New York City is setting a precedent across the country that universal child care will become a reality and parents will no longer have to choose between their work and the care of their children. According to recent studies, nearly half of parents with a child under 6 years of age sought care in the past two years, and two-thirds of this group enrolled their children in a new program. As states obtain the resources necessary to expand services to more children and families, the CCAoA seeks to help policy makers, advocates, and child care providers develop more consistent definitions and measures of quality that support child development, affirm parental preferences and choices, and provide support and resources to all providers, particularly those who are much less represented in current quality improvement efforts. This percentage applies to the number of parents affected by the closure of programs who are expected to remain in the workforce in order to estimate the number of parents who could miss work to care for their children when there is an interruption in child care.
For example, a recent study of parents in Canada revealed that parents of color from the lowest income categories were more likely to have a strong preference for early education teachers with a bachelor's degree. Councilmember Jennifer Gutierrez noted that New York City is in the midst of a child care crisis, which means women and caregivers are going through an economic crisis.
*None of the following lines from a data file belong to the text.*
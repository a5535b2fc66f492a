// SPDX-License-Identifier: MIT OR Apache-2.0
//! Pin identity, connection filters, and the typed input/output pins.

use crate::evaluation::{ComputeFn, EvalContext};
use crate::graph::Graph;
use crate::link::Link;
use crate::node::NodeId;
use egui::{Pos2, Vec2};
use std::any::{Any, TypeId};
use std::cell::{Cell, RefCell};
use std::collections::hash_map::DefaultHasher;
use std::hash::{Hash, Hasher};

/// Identifier of a pin, unique within one direction of one node.
///
/// Reduced from an application-supplied key (string or integral) with a
/// deterministic hash: the same key always yields the same uid within the
/// process. Collisions are only probabilistically absent; static pin
/// declaration asserts uniqueness in debug builds.
#[derive(Debug, Clone, Copy, PartialEq, Eq, Hash)]
pub struct PinUid(u64);

impl PinUid {
    /// Reduce an application key to a pin uid.
    pub fn of(key: impl Hash) -> Self {
        let mut hasher = DefaultHasher::new();
        key.hash(&mut hasher);
        Self(hasher.finish())
    }
}

impl From<&str> for PinUid {
    fn from(key: &str) -> Self {
        Self::of(key)
    }
}

impl From<String> for PinUid {
    fn from(key: String) -> Self {
        Self::of(key)
    }
}

impl From<u64> for PinUid {
    fn from(key: u64) -> Self {
        Self::of(key)
    }
}

impl From<i64> for PinUid {
    fn from(key: i64) -> Self {
        Self::of(key)
    }
}

/// Whether a pin accepts or produces values.
#[derive(Debug, Clone, Copy, PartialEq, Eq, Hash)]
pub enum PinKind {
    /// Accepts a value over at most one link.
    Input,
    /// Produces a value for any number of links.
    Output,
}

/// Graph-wide address of a pin.
///
/// Input and output uid namespaces are independent within a node, so the
/// address carries the pin kind alongside the owning node.
#[derive(Debug, Clone, Copy, PartialEq, Eq, Hash)]
pub struct PinRef {
    /// Owning node.
    pub node: NodeId,
    /// Namespace the uid lives in.
    pub kind: PinKind,
    /// Pin uid within that namespace.
    pub uid: PinUid,
}

bitflags::bitflags! {
    /// Coarse compatibility tag gating which input/output pairs may connect.
    ///
    /// Two pins are filter-compatible when their masks share at least one
    /// bit, or when either mask is empty (accept-all). This is a tagging
    /// system, not a type check; value types are enforced separately.
    #[derive(Debug, Clone, Copy, PartialEq, Eq, Hash)]
    pub struct ConnectionFilter: u64 {
        /// Permits a link between two pins of the same node.
        const SAME_NODE = 1 << 1;
        /// Integer-flavoured pins.
        const INT = 1 << 2;
        /// Single-precision float pins.
        const FLOAT = 1 << 3;
        /// Double-precision float pins.
        const DOUBLE = 1 << 4;
        /// String pins.
        const STRING = 1 << 5;
        /// Any numeric flavour.
        const NUMBERS = Self::INT.bits() | Self::FLOAT.bits() | Self::DOUBLE.bits();
    }
}

impl ConnectionFilter {
    /// Application-defined filter bit `n` (0-based), above the built-in bits.
    pub const fn custom(n: u32) -> Self {
        Self::from_bits_retain(1 << (6 + n))
    }

    /// True when the masks share a bit or either side accepts everything.
    pub fn admits(self, other: Self) -> bool {
        self.is_empty() || other.is_empty() || self.intersects(other)
    }
}

/// Marker for types that can flow through pins.
///
/// Blanket-implemented: hosts can route any `Clone + 'static` type.
pub trait PinValue: Clone + 'static {}

impl<T: Clone + 'static> PinValue for T {}

/// Object-safe surface shared by every pin.
///
/// Uid, kind, and owning node never change after construction. The link
/// bookkeeping methods are maintained by the [`Graph`]; the input side holds
/// the single owned link slot, the output side a list of non-owning feed
/// back-references.
pub trait Pin {
    /// Pin uid within its node and direction.
    fn uid(&self) -> PinUid;
    /// Display name.
    fn name(&self) -> &str;
    /// Input or output.
    fn kind(&self) -> PinKind;
    /// Connection filter mask.
    fn filter(&self) -> ConnectionFilter;
    /// Type tag of the values this pin carries.
    fn value_type(&self) -> TypeId;
    /// Name of the value type, for diagnostics.
    fn value_type_name(&self) -> &'static str;
    /// Screen position, as last written back by the layout pass.
    fn position(&self) -> Pos2;
    /// Store the screen position computed by layout.
    fn set_position(&mut self, position: Pos2);
    /// Hit-box size, as last written back by the layout pass.
    fn size(&self) -> Vec2;
    /// Store the hit-box size computed by layout.
    fn set_size(&mut self, size: Vec2);
    /// Upcast for typed downcasting.
    fn as_any(&self) -> &dyn Any;
    /// Mutable upcast for typed downcasting.
    fn as_any_mut(&mut self) -> &mut dyn Any;

    /// Link currently owned by an input pin.
    fn link(&self) -> Option<Link> {
        None
    }
    /// Hand an input pin ownership of a link.
    fn set_link(&mut self, _link: Link) {}
    /// Drop an input pin's link.
    fn clear_link(&mut self) {}
    /// Inputs currently fed by an output pin.
    fn feeds(&self) -> &[PinRef] {
        &[]
    }
    /// Record a new target on an output pin.
    fn record_feed(&mut self, _target: PinRef) {}
    /// Forget a target on an output pin.
    fn remove_feed(&mut self, _target: PinRef) {}
}

#[derive(Debug, Clone)]
struct PinMeta {
    uid: PinUid,
    name: String,
    filter: ConnectionFilter,
    position: Pos2,
    size: Vec2,
}

impl PinMeta {
    fn new(uid: PinUid, name: &str, filter: ConnectionFilter) -> Self {
        Self {
            uid,
            name: name.to_owned(),
            filter,
            position: Pos2::ZERO,
            size: Vec2::ZERO,
        }
    }
}

/// Input pin: owns at most one link and yields a default while unlinked.
pub struct InPin<T> {
    meta: PinMeta,
    default: T,
    link: Option<Link>,
}

impl<T: PinValue> InPin<T> {
    /// Build an input pin with the value returned while unlinked.
    pub fn new(uid: PinUid, name: &str, default: T, filter: ConnectionFilter) -> Self {
        Self {
            meta: PinMeta::new(uid, name, filter),
            default,
            link: None,
        }
    }

    /// Value returned while the pin is unlinked.
    pub fn default_value(&self) -> &T {
        &self.default
    }
}

impl<T: PinValue> Pin for InPin<T> {
    fn uid(&self) -> PinUid {
        self.meta.uid
    }

    fn name(&self) -> &str {
        &self.meta.name
    }

    fn kind(&self) -> PinKind {
        PinKind::Input
    }

    fn filter(&self) -> ConnectionFilter {
        self.meta.filter
    }

    fn value_type(&self) -> TypeId {
        TypeId::of::<T>()
    }

    fn value_type_name(&self) -> &'static str {
        std::any::type_name::<T>()
    }

    fn position(&self) -> Pos2 {
        self.meta.position
    }

    fn set_position(&mut self, position: Pos2) {
        self.meta.position = position;
    }

    fn size(&self) -> Vec2 {
        self.meta.size
    }

    fn set_size(&mut self, size: Vec2) {
        self.meta.size = size;
    }

    fn as_any(&self) -> &dyn Any {
        self
    }

    fn as_any_mut(&mut self) -> &mut dyn Any {
        self
    }

    fn link(&self) -> Option<Link> {
        self.link
    }

    fn set_link(&mut self, link: Link) {
        self.link = Some(link);
    }

    fn clear_link(&mut self) {
        self.link = None;
    }
}

/// Output pin: computes or stores a value and fans out to many inputs.
///
/// The compute function, when installed, runs on every read and refreshes
/// the cached value; there is no per-cycle memoization, so shared upstream
/// outputs are recomputed once per downstream read. A re-entrant read (a
/// cycle wired through same-node links) returns the cached value instead of
/// recursing.
pub struct OutPin<T> {
    meta: PinMeta,
    value: RefCell<T>,
    compute: Option<ComputeFn<T>>,
    feeds: Vec<PinRef>,
    resolving: Cell<bool>,
}

impl<T: PinValue> OutPin<T> {
    /// Build an output pin holding `initial` until computed or set.
    pub fn new(uid: PinUid, name: &str, initial: T, filter: ConnectionFilter) -> Self {
        Self {
            meta: PinMeta::new(uid, name, filter),
            value: RefCell::new(initial),
            compute: None,
            feeds: Vec::new(),
            resolving: Cell::new(false),
        }
    }

    /// Install the function producing this pin's value.
    pub fn set_compute(&mut self, compute: impl Fn(&EvalContext<'_>) -> T + 'static) {
        self.compute = Some(Box::new(compute));
    }

    /// Overwrite the stored value directly.
    pub fn set_value(&mut self, value: T) {
        *self.value.get_mut() = value;
    }

    /// Last computed (or set) value, without running the compute function.
    pub fn last_value(&self) -> T {
        self.value.borrow().clone()
    }

    /// Produce the pin's current value.
    ///
    /// Runs the compute function when one is installed and stores the result
    /// for introspection; otherwise hands back the stored value as-is.
    pub(crate) fn resolve(&self, graph: &Graph, node: NodeId) -> T {
        let Some(compute) = &self.compute else {
            return self.value.borrow().clone();
        };
        if self.resolving.replace(true) {
            return self.value.borrow().clone();
        }
        let _reset = ResolveGuard(&self.resolving);
        let value = compute(&EvalContext::new(graph, node));
        *self.value.borrow_mut() = value.clone();
        value
    }
}

struct ResolveGuard<'a>(&'a Cell<bool>);

impl Drop for ResolveGuard<'_> {
    fn drop(&mut self) {
        self.0.set(false);
    }
}

impl<T: PinValue> Pin for OutPin<T> {
    fn uid(&self) -> PinUid {
        self.meta.uid
    }

    fn name(&self) -> &str {
        &self.meta.name
    }

    fn kind(&self) -> PinKind {
        PinKind::Output
    }

    fn filter(&self) -> ConnectionFilter {
        self.meta.filter
    }

    fn value_type(&self) -> TypeId {
        TypeId::of::<T>()
    }

    fn value_type_name(&self) -> &'static str {
        std::any::type_name::<T>()
    }

    fn position(&self) -> Pos2 {
        self.meta.position
    }

    fn set_position(&mut self, position: Pos2) {
        self.meta.position = position;
    }

    fn size(&self) -> Vec2 {
        self.meta.size
    }

    fn set_size(&mut self, size: Vec2) {
        self.meta.size = size;
    }

    fn as_any(&self) -> &dyn Any {
        self
    }

    fn as_any_mut(&mut self) -> &mut dyn Any {
        self
    }

    fn feeds(&self) -> &[PinRef] {
        &self.feeds
    }

    fn record_feed(&mut self, target: PinRef) {
        if !self.feeds.contains(&target) {
            self.feeds.push(target);
        }
    }

    fn remove_feed(&mut self, target: PinRef) {
        self.feeds.retain(|t| *t != target);
    }
}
By dividing the number of children under 13 affected in each state and in each type of household by the average number of children under 13 in each type of household, we can estimate the number of households of each type affected by the loss of grant funds. Today, the Council approved a historic legislative package that makes child care services more accessible in New York City.
If you consider all children under 6 years of age whose parents are part of the workforce, it is more difficult to consider more specific age ranges served by programs in a specific county or zip code (such as specific care for children under 3 years old). Family income affects children's cognitive development, physical health, and social and behavioral development because they are related not only to the ability of parents to invest in goods and services that promote child development, but also to the stress and anxiety that parents may suffer when faced with financial difficulties, which in turn can have an adverse effect on their children. As part of my Black Agenda for New York City, I advocated for a universal child care system in New York City. This system will ensure that all families have access to quality childcare services regardless of their financial situation. The Bronx is one of five boroughs located within New York City.
It is home to many working parents who are struggling with finding quality childcare services due to limited resources. The lack of access to quality childcare services has had a negative impact on working parents as they are unable to find reliable childcare options for their children while they are at work. This has resulted in increased stress levels among working parents as they worry about their children's safety while they are away from home. The good news is that New York City is taking steps towards providing universal access to quality childcare services for all families regardless of their financial situation.
The Council recently approved a historic legislative package that will make childcare services more accessible throughout New York City. This package includes measures such as increasing funding for childcare providers so they can offer more competitive salaries and benefits for early childhood educators. It also includes initiatives such as providing grants for childcare providers so they can offer more affordable rates for families who cannot afford traditional childcare services. In addition to these measures, policy makers are also looking into developing more consistent definitions and measures of quality that support child development, affirm parental preferences and choices, and provide support and resources to all providers.
This will ensure that all families have access to quality childcare services regardless of their financial situation or location within New York City. It is clear that providing universal access to quality childcare services is essential for the well-being and economic security of our children, families, and communities. By taking steps towards providing universal access to quality childcare services throughout New York City, we can ensure that all families have access to reliable childcare options regardless of their financial situation.